DESCRIPTION OF THE TASK
In the data below, find every line with the word "TableState" and copy it out.

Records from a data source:
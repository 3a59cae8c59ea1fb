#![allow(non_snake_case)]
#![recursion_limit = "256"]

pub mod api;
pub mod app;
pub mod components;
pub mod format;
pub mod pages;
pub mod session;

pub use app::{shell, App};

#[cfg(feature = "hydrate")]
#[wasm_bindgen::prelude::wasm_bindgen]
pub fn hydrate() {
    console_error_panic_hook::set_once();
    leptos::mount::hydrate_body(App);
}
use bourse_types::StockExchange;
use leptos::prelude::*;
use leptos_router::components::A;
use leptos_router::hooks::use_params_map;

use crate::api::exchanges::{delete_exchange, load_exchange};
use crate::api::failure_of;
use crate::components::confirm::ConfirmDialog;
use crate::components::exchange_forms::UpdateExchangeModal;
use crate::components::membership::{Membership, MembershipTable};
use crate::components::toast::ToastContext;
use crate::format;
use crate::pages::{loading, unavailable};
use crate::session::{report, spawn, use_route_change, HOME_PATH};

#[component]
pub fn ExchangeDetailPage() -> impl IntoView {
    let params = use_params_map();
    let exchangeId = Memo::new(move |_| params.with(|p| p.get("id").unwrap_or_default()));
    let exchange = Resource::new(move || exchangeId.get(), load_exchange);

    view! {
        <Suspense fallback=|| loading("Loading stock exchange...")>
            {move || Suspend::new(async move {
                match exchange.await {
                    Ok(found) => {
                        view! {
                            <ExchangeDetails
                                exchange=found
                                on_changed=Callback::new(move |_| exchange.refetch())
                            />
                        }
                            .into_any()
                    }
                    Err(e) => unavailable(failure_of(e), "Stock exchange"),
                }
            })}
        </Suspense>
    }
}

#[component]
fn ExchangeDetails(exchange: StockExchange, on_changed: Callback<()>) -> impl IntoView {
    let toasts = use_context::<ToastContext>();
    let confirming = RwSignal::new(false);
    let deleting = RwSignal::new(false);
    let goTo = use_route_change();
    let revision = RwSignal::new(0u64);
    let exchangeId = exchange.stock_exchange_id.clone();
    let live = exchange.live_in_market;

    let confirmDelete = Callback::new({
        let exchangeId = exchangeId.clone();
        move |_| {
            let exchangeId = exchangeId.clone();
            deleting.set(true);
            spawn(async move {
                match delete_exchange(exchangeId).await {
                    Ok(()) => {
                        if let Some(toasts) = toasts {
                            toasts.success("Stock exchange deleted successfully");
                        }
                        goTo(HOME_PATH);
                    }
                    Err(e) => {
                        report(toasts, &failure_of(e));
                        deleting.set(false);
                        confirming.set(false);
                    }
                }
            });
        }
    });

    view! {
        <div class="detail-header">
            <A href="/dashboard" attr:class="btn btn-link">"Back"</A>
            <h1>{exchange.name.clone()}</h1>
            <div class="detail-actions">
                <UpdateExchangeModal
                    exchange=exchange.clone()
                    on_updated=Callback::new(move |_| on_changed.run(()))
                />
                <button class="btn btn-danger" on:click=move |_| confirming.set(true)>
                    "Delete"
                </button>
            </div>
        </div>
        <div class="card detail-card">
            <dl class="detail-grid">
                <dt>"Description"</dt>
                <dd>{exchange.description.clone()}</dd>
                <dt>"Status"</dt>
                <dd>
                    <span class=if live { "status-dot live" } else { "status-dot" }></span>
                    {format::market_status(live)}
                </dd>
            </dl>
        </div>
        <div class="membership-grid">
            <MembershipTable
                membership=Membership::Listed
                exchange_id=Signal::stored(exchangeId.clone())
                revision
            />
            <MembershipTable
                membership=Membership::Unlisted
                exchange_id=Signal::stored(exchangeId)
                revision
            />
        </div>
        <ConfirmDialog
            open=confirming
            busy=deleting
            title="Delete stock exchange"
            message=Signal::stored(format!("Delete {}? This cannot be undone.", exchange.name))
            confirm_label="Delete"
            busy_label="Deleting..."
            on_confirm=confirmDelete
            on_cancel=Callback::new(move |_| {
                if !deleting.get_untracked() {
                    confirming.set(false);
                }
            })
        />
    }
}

* * *

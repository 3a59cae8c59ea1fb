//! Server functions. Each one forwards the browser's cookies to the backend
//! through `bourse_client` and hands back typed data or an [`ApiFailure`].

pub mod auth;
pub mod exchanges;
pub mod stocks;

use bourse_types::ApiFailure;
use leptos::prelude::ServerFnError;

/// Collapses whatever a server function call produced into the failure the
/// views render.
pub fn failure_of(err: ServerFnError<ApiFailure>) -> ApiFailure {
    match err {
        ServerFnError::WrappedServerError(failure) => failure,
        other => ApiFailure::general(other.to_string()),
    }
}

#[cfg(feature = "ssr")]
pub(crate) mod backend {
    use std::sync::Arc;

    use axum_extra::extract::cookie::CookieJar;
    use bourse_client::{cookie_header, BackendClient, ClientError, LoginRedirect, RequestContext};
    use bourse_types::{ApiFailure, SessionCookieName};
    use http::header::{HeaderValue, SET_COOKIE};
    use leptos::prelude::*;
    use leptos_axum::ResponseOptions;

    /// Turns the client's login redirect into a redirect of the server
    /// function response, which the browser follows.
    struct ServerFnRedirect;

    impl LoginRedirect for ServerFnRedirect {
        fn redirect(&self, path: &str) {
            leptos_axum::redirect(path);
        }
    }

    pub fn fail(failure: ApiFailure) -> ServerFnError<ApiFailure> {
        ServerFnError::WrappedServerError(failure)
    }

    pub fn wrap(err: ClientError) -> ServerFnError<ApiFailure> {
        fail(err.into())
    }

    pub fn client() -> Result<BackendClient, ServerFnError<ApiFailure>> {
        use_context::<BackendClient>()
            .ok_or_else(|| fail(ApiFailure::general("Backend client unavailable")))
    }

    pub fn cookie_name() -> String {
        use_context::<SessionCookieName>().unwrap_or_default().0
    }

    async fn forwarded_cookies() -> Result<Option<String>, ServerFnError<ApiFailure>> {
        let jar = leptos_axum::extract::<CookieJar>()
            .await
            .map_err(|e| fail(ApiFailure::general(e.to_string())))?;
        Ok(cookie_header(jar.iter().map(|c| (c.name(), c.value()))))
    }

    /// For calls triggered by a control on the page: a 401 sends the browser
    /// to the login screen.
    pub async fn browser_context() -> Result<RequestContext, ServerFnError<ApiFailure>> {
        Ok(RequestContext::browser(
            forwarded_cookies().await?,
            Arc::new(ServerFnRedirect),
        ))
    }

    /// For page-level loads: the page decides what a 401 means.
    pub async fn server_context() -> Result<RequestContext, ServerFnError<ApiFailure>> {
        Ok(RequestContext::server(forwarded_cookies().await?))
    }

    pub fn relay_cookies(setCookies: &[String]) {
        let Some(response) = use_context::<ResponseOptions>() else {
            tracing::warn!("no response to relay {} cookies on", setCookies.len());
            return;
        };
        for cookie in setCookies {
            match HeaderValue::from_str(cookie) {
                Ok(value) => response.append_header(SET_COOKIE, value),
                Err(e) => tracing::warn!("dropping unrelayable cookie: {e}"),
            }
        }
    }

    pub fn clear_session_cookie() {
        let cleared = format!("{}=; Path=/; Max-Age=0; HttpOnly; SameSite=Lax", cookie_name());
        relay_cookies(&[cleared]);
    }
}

---

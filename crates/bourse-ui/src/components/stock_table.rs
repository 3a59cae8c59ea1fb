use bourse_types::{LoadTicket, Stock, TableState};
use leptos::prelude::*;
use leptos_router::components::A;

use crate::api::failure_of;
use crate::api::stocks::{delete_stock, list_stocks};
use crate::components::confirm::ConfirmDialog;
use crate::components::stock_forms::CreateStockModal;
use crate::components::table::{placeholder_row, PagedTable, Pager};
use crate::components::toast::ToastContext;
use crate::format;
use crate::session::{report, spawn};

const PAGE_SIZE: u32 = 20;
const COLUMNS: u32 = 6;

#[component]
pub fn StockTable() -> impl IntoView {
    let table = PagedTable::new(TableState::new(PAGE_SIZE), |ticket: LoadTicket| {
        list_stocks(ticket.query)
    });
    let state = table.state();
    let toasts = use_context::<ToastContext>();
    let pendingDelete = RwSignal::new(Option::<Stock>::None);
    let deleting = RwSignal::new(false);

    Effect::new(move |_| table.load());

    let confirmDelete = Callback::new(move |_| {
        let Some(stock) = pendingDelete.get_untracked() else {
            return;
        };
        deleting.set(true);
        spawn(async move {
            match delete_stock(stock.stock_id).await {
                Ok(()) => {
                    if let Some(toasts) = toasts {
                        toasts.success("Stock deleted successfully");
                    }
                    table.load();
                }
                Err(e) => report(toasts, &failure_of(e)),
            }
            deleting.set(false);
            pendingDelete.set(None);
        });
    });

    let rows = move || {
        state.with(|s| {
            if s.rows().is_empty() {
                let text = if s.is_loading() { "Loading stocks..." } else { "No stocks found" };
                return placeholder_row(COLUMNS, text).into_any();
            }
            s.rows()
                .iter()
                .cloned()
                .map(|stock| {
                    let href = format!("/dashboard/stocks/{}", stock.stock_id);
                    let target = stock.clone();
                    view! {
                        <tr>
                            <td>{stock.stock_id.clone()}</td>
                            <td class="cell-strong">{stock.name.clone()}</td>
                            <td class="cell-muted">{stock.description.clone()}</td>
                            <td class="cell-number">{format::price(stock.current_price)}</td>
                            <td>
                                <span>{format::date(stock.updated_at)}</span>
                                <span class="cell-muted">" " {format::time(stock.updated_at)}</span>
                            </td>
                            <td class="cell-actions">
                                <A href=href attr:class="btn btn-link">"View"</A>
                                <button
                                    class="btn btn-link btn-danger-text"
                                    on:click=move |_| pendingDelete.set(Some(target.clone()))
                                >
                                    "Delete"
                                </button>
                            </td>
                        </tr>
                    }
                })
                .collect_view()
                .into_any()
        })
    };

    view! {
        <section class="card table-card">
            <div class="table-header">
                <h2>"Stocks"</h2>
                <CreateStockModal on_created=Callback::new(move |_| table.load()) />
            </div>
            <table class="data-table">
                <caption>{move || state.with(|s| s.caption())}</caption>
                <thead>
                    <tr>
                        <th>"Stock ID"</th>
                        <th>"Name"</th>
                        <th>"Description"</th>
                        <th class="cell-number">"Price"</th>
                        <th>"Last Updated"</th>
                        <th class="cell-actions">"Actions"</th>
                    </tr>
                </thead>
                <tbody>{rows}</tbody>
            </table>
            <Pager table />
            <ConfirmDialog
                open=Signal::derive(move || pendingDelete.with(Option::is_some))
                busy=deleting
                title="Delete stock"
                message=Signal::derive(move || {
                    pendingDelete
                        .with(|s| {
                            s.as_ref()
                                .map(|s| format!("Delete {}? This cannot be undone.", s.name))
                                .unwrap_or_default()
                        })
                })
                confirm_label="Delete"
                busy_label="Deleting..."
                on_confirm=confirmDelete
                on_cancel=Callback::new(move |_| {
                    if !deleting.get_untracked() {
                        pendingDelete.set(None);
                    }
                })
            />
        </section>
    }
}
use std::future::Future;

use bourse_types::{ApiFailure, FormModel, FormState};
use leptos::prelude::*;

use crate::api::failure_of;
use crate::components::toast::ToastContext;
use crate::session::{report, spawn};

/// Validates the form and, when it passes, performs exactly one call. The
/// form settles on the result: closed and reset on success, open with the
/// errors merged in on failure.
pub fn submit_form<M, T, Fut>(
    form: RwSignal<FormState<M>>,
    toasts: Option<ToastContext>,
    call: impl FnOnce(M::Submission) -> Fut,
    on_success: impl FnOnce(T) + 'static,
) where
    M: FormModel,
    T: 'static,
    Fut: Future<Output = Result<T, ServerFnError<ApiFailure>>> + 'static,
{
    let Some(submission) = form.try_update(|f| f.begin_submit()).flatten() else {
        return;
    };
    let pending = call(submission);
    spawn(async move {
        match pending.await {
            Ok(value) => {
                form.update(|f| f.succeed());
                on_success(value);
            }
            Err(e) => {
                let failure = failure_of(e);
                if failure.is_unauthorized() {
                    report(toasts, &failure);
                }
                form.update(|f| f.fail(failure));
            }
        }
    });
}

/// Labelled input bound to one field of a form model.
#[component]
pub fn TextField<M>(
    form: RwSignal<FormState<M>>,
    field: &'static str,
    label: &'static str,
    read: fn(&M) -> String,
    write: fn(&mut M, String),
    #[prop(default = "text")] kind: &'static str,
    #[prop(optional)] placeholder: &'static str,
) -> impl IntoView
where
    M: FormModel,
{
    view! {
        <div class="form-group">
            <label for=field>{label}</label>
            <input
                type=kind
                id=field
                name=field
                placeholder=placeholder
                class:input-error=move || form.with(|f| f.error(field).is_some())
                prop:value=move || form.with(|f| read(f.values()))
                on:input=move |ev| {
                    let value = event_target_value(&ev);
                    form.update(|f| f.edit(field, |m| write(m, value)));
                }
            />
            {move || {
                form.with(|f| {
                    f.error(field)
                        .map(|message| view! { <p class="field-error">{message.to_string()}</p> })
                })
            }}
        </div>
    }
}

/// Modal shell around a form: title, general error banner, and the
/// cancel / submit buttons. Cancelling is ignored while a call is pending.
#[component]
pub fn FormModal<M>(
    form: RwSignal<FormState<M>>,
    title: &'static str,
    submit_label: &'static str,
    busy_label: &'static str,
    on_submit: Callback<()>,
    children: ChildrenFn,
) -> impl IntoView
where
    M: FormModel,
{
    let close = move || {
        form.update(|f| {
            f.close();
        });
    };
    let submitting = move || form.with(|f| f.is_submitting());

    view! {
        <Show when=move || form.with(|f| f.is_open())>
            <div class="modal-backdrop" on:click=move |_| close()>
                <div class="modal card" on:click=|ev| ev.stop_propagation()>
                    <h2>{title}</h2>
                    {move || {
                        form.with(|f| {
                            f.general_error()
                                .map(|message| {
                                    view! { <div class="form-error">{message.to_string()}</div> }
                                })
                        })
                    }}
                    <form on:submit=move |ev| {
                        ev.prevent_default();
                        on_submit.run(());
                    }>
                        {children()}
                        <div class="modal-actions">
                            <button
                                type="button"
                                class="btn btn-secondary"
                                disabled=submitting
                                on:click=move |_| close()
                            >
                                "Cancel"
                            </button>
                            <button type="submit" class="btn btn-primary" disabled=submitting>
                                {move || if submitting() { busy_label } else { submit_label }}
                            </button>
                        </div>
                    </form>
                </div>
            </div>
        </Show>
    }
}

SOLUTION TO THIS EXERCISE
use bourse_types::{LoadTicket, Stock, TableState};
    let table = PagedTable::new(TableState::new(PAGE_SIZE), |ticket: LoadTicket| {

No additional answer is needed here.